[R-sig-Geo] GDAL.close
Roger Bivand
Roger.Bivand at nhh.no
Tue Nov 5 20:50:45 CET 2013
On Tue, 5 Nov 2013, Oliver Soong wrote:
> Hi Roger,
>
> I forgot that RGDAL_CloseDataset nils dataset at handle, which means the
> subsequent RGDAL_CloseHandle can't find the handle to close. It also means
> that GDAL.close should replace RGDAL_CloseDataset with RGDAL_CloseHandle.
> On linux, this will cause temporary datasets to be removed by the isTrans
> unlink code instead of GDALDeleteDataset, but it should make things work on
> Windows. I don't know if there are drivers that might create files that
> don't match the unlink pattern.
>
> I do think it would be better to ultimately fix RGDAL_DeleteHandle. Under
> normal circumstances, I would call RGDAL_CloseHandle (or equivalently call
> GDALClose and R_ClearExternalPtr directly) and then GDALDeleteDataset. I'm
> still uncertain why the ordering is reversed or what the (commented out)

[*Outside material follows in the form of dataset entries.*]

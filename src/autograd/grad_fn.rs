//! Gradient function trait and per-operation backward implementations.
//!
//! Each differentiable operation records one of these to the tape; the
//! reverse pass calls `backward` with the upstream gradient and receives
//! one gradient per input, in forward-pass order.

use super::tensor::Tensor;

/// Trait for functions that compute gradients during the backward pass.
///
/// Implementations capture whatever forward-pass state they need (saved
/// inputs, outputs, or selection indices for max/median routing).
pub trait GradFn: Send + Sync {
    /// Compute gradients with respect to inputs.
    ///
    /// Returns one gradient per input tensor, matching the input order
    /// used during the forward pass.
    fn backward(&self, grad_output: &Tensor) -> Vec<Tensor>;

    /// Human-readable name for debugging.
    fn name(&self) -> &'static str;
}

// ============================================================================
// Element-wise operations
// ============================================================================

/// z = x + y (same shapes)
pub(crate) struct AddBackward;

impl GradFn for AddBackward {
    fn backward(&self, grad_output: &Tensor) -> Vec<Tensor> {
        // ∂(x+y)/∂x = 1, ∂(x+y)/∂y = 1
        vec![grad_output.clone(), grad_output.clone()]
    }

    fn name(&self) -> &'static str {
        "AddBackward"
    }
}

/// z = x - y (same shapes)
pub(crate) struct SubBackward;

impl GradFn for SubBackward {
    fn backward(&self, grad_output: &Tensor) -> Vec<Tensor> {
        // ∂(x-y)/∂x = 1, ∂(x-y)/∂y = -1
        let neg: Vec<f32> = grad_output.data().iter().map(|&g| -g).collect();
        vec![
            grad_output.clone(),
            Tensor::new(&neg, grad_output.shape()),
        ]
    }

    fn name(&self) -> &'static str {
        "SubBackward"
    }
}

/// z = x * scalar
pub(crate) struct MulScalarBackward {
    pub(crate) scalar: f32,
}

impl GradFn for MulScalarBackward {
    fn backward(&self, grad_output: &Tensor) -> Vec<Tensor> {
        let scaled: Vec<f32> = grad_output.data().iter().map(|&g| g * self.scalar).collect();
        vec![Tensor::new(&scaled, grad_output.shape())]
    }

    fn name(&self) -> &'static str {
        "MulScalarBackward"
    }
}

/// z = max(0, x)
pub(crate) struct ReluBackward {
    pub(crate) x: Tensor,
}

impl GradFn for ReluBackward {
    fn backward(&self, grad_output: &Tensor) -> Vec<Tensor> {
        // ∂relu(x)/∂x = 1 if x > 0, else 0
        let grad: Vec<f32> = grad_output
            .data()
            .iter()
            .zip(self.x.data().iter())
            .map(|(&g, &x)| if x > 0.0 { g } else { 0.0 })
            .collect();
        vec![Tensor::new(&grad, grad_output.shape())]
    }

    fn name(&self) -> &'static str {
        "ReluBackward"
    }
}

// ============================================================================
// Reductions and shape operations
// ============================================================================

/// z = sum(x), scalar output
pub(crate) struct SumBackward {
    pub(crate) input_shape: Vec<usize>,
}

impl GradFn for SumBackward {
    fn backward(&self, grad_output: &Tensor) -> Vec<Tensor> {
        // ∂sum(x)/∂x_i = 1: broadcast the scalar upstream gradient
        let g = grad_output.item();
        let numel: usize = self.input_shape.iter().product();
        vec![Tensor::new(&vec![g; numel], &self.input_shape)]
    }

    fn name(&self) -> &'static str {
        "SumBackward"
    }
}

/// z = x reshaped
pub(crate) struct ViewBackward {
    pub(crate) input_shape: Vec<usize>,
}

impl GradFn for ViewBackward {
    fn backward(&self, grad_output: &Tensor) -> Vec<Tensor> {
        vec![Tensor::new(grad_output.data(), &self.input_shape)]
    }

    fn name(&self) -> &'static str {
        "ViewBackward"
    }
}

/// z = x^T for a 2-D tensor
pub(crate) struct TransposeBackward;

impl GradFn for TransposeBackward {
    fn backward(&self, grad_output: &Tensor) -> Vec<Tensor> {
        let (rows, cols) = (grad_output.shape()[0], grad_output.shape()[1]);
        let mut grad = vec![0.0; rows * cols];
        for i in 0..rows {
            for j in 0..cols {
                grad[j * rows + i] = grad_output.data()[i * cols + j];
            }
        }
        vec![Tensor::new(&grad, &[cols, rows])]
    }

    fn name(&self) -> &'static str {
        "TransposeBackward"
    }
}

/// z = stack([x_0, ..., x_{m-1}]) along a new leading axis
pub(crate) struct StackBackward {
    pub(crate) num_parts: usize,
    pub(crate) part_shape: Vec<usize>,
}

impl GradFn for StackBackward {
    fn backward(&self, grad_output: &Tensor) -> Vec<Tensor> {
        // The leading axis is contiguous, so each part's gradient is a
        // chunk of the flat upstream buffer.
        let part_len: usize = self.part_shape.iter().product();
        (0..self.num_parts)
            .map(|m| {
                let chunk = &grad_output.data()[m * part_len..(m + 1) * part_len];
                Tensor::new(chunk, &self.part_shape)
            })
            .collect()
    }

    fn name(&self) -> &'static str {
        "StackBackward"
    }
}

/// z = mean over the leading axis
pub(crate) struct MeanAxis0Backward {
    pub(crate) input_shape: Vec<usize>,
}

impl GradFn for MeanAxis0Backward {
    fn backward(&self, grad_output: &Tensor) -> Vec<Tensor> {
        // ∂mean_m(x)/∂x[m, i] = 1/m
        let m = self.input_shape[0];
        let inner: usize = self.input_shape[1..].iter().product();
        let mut grad = vec![0.0; m * inner];
        for slice in 0..m {
            for i in 0..inner {
                grad[slice * inner + i] = grad_output.data()[i] / m as f32;
            }
        }
        vec![Tensor::new(&grad, &self.input_shape)]
    }

    fn name(&self) -> &'static str {
        "MeanAxis0Backward"
    }
}

// ============================================================================
// Linear algebra
// ============================================================================

/// z = x @ y for 2-D tensors
pub(crate) struct MatmulBackward {
    pub(crate) x: Tensor,
    pub(crate) y: Tensor,
}

impl GradFn for MatmulBackward {
    fn backward(&self, grad_output: &Tensor) -> Vec<Tensor> {
        // ∂L/∂x = g @ y^T, ∂L/∂y = x^T @ g
        let (n, k) = (self.x.shape()[0], self.x.shape()[1]);
        let p = self.y.shape()[1];
        let g = grad_output.data();
        let x = self.x.data();
        let y = self.y.data();

        let mut grad_x = vec![0.0; n * k];
        for i in 0..n {
            for a in 0..k {
                let mut acc = 0.0;
                for j in 0..p {
                    acc += g[i * p + j] * y[a * p + j];
                }
                grad_x[i * k + a] = acc;
            }
        }

        let mut grad_y = vec![0.0; k * p];
        for a in 0..k {
            for j in 0..p {
                let mut acc = 0.0;
                for i in 0..n {
                    acc += x[i * k + a] * g[i * p + j];
                }
                grad_y[a * p + j] = acc;
            }
        }

        vec![Tensor::new(&grad_x, &[n, k]), Tensor::new(&grad_y, &[k, p])]
    }

    fn name(&self) -> &'static str {
        "MatmulBackward"
    }
}

/// z = matrix + row-broadcast vector
pub(crate) struct BroadcastAddBackward {
    pub(crate) rows: usize,
    pub(crate) cols: usize,
}

impl GradFn for BroadcastAddBackward {
    fn backward(&self, grad_output: &Tensor) -> Vec<Tensor> {
        // Matrix gradient passes through; the vector sums over rows.
        let g = grad_output.data();
        let mut grad_vec = vec![0.0; self.cols];
        for i in 0..self.rows {
            for j in 0..self.cols {
                grad_vec[j] += g[i * self.cols + j];
            }
        }
        vec![
            grad_output.clone(),
            Tensor::new(&grad_vec, &[self.cols]),
        ]
    }

    fn name(&self) -> &'static str {
        "BroadcastAddBackward"
    }
}

// ============================================================================
// Fused domain kernels
// ============================================================================

/// Backward for the fused CrossMax aggregation over a logits stack.
///
/// With x of shape (models, batch, classes), the forward pass selects, for
/// every (batch, class) cell: the per-model row-max class `cmax`, the
/// cross-model max index `m2` after row-max centering, and the median model
/// index `med`. The output cell is
///
/// ```text
/// y = x[med, b, c] - x[med, b, cmax[med, b]]
///   - x[m2,  b, c] + x[m2,  b, cmax[m2,  b]]
/// ```
///
/// so the gradient scatters the upstream value into those four positions.
pub(crate) struct CrossMaxBackward {
    pub(crate) num_models: usize,
    pub(crate) batch: usize,
    pub(crate) num_classes: usize,
    /// argmax class per (model, batch) cell
    pub(crate) cmax_idx: Vec<usize>,
    /// argmax model per (batch, class) cell, after row-max centering
    pub(crate) m2_idx: Vec<usize>,
    /// median model per (batch, class) cell
    pub(crate) med_idx: Vec<usize>,
}

impl GradFn for CrossMaxBackward {
    fn backward(&self, grad_output: &Tensor) -> Vec<Tensor> {
        let (m, b, c) = (self.num_models, self.batch, self.num_classes);
        let mut grad = vec![0.0; m * b * c];
        let g = grad_output.data();

        let at = |model: usize, batch: usize, class: usize| model * b * c + batch * c + class;

        for bi in 0..b {
            for ci in 0..c {
                let go = g[bi * c + ci];
                if go == 0.0 {
                    continue;
                }
                let med = self.med_idx[bi * c + ci];
                let m2 = self.m2_idx[bi * c + ci];

                grad[at(med, bi, ci)] += go;
                grad[at(med, bi, self.cmax_idx[med * b + bi])] -= go;
                grad[at(m2, bi, ci)] -= go;
                grad[at(m2, bi, self.cmax_idx[m2 * b + bi])] += go;
            }
        }

        vec![Tensor::new(&grad, &[m, b, c])]
    }

    fn name(&self) -> &'static str {
        "CrossMaxBackward"
    }
}

/// Backward for fused softmax + negative log likelihood.
///
/// ∂L_b/∂logits[b, c] = softmax[b, c] - 1{c == target_b}, scaled by the
/// upstream gradient for the chosen reduction.
pub(crate) struct CrossEntropyBackward {
    /// softmax(logits), saved from the forward pass
    pub(crate) softmax_output: Tensor,
    /// target class indices
    pub(crate) targets: Vec<usize>,
    /// per-example upstream scale: 1 for sum, 1/batch for mean
    pub(crate) loss_scale: f32,
    /// whether the loss was reduced to a scalar
    pub(crate) reduced: bool,
}

impl GradFn for CrossEntropyBackward {
    fn backward(&self, grad_output: &Tensor) -> Vec<Tensor> {
        let batch = self.softmax_output.shape()[0];
        let classes = self.softmax_output.shape()[1];
        let sm = self.softmax_output.data();

        let mut grad = vec![0.0; batch * classes];
        for (bi, &target) in self.targets.iter().enumerate() {
            // For reduced losses the upstream gradient is a scalar; for
            // Reduction::None it is one value per example.
            let upstream = if self.reduced {
                grad_output.item() * self.loss_scale
            } else {
                grad_output.data()[bi]
            };
            for ci in 0..classes {
                let indicator = if ci == target { 1.0 } else { 0.0 };
                grad[bi * classes + ci] = upstream * (sm[bi * classes + ci] - indicator);
            }
        }

        vec![Tensor::new(&grad, &[batch, classes])]
    }

    fn name(&self) -> &'static str {
        "CrossEntropyBackward"
    }
}

#[cfg(test)]
mod tests {
    use super::*;

    #[test]
    fn test_add_backward_passes_through() {
        let g = Tensor::from_slice(&[1.0, 2.0]);
        let grads = AddBackward.backward(&g);
        assert_eq!(grads.len(), 2);
        assert_eq!(grads[0].data(), &[1.0, 2.0]);
        assert_eq!(grads[1].data(), &[1.0, 2.0]);
    }

    #[test]
    fn test_sub_backward_negates_second() {
        let g = Tensor::from_slice(&[1.0, -2.0]);
        let grads = SubBackward.backward(&g);
        assert_eq!(grads[0].data(), &[1.0, -2.0]);
        assert_eq!(grads[1].data(), &[-1.0, 2.0]);
    }

    #[test]
    fn test_stack_backward_splits_chunks() {
        let g = Tensor::new(&[1.0, 2.0, 3.0, 4.0], &[2, 2]);
        let op = StackBackward {
            num_parts: 2,
            part_shape: vec![2],
        };
        let grads = op.backward(&g);
        assert_eq!(grads.len(), 2);
        assert_eq!(grads[0].data(), &[1.0, 2.0]);
        assert_eq!(grads[1].data(), &[3.0, 4.0]);
    }

    #[test]
    fn test_mean_axis0_backward_spreads() {
        let g = Tensor::from_slice(&[4.0, 8.0]);
        let op = MeanAxis0Backward {
            input_shape: vec![4, 2],
        };
        let grads = op.backward(&g);
        assert_eq!(grads[0].shape(), &[4, 2]);
        assert!(grads[0].data().chunks(2).all(|c| c == [1.0, 2.0]));
    }

    #[test]
    fn test_transpose_backward_transposes() {
        let g = Tensor::new(&[1.0, 2.0, 3.0, 4.0, 5.0, 6.0], &[2, 3]);
        let grads = TransposeBackward.backward(&g);
        assert_eq!(grads[0].shape(), &[3, 2]);
        assert_eq!(grads[0].data(), &[1.0, 4.0, 2.0, 5.0, 3.0, 6.0]);
    }

    #[test]
    fn test_broadcast_add_backward_sums_rows() {
        let g = Tensor::new(&[1.0, 2.0, 3.0, 4.0], &[2, 2]);
        let op = BroadcastAddBackward { rows: 2, cols: 2 };
        let grads = op.backward(&g);
        assert_eq!(grads[0].data(), &[1.0, 2.0, 3.0, 4.0]);
        assert_eq!(grads[1].data(), &[4.0, 6.0]);
    }

    #[test]
    fn test_cross_entropy_backward_softmax_minus_onehot() {
        // Uniform softmax over 2 classes, target 0, sum reduction.
        let op = CrossEntropyBackward {
            softmax_output: Tensor::new(&[0.5, 0.5], &[1, 2]),
            targets: vec![0],
            loss_scale: 1.0,
            reduced: true,
        };
        let grads = op.backward(&Tensor::from_slice(&[1.0]));
        assert_eq!(grads[0].data(), &[-0.5, 0.5]);
    }
}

> #ifndef OSGEO4W deleteFile business is about.
Thanks to Even Rouault on gdal-dev, I think that:
http://win-builder.r-project.org/jJIzeDT1C100
contains a fixed version, with RGDAL_DeleteHandle now closing the dataset
before deleting it. This worked on Linux and Windows in a rough cut, and
this one after removing the unneeded unlink() call in GDAL.close() now
works on Linux, and should also work on Windows. Behaviour on Linux and
Windows with respect to transient datasets being deleted is now the same.
It was helpful that you stayed with this, it was far from simple, as Even
explained on the gdal-dev thread.
Roger
>
> Cheers,
> Oliver
>
>
>
>
> On Tue, Nov 5, 2013 at 5:56 AM, Roger Bivand <Roger.Bivand at nhh.no> wrote:
>
>> On Tue, 5 Nov 2013, Oliver Soong wrote:
>>
>> Hi Roger,
>>>
>>> Toggling on GDALTransientDataset in GDAL.close doesn't change anything
>>> because RGDAL_CloseDataset already toggles on that. In either case,
>>> RGDAL_DeleteHandle still doesn't work. Also, the gc at the end doesn't do
>>> anything useful because .setCollectorFun has already trivialized the
>>> finalizer and because dataset still exists at that point, as does the
>>> source dataset given to GDAL.close in the first place.
>>>
>>> The HFA driver has the exact same issue. From what I see in the code, I
>>> don't think it's related to the specific driver.
>>>
>>
>> Here is the next version:
>>
>> http://win-builder.r-project.org/0X0318s8iW0C
>>
>> with:
>>
>>
>> .setCollectorFun(slot(dataset, 'handle'), NULL)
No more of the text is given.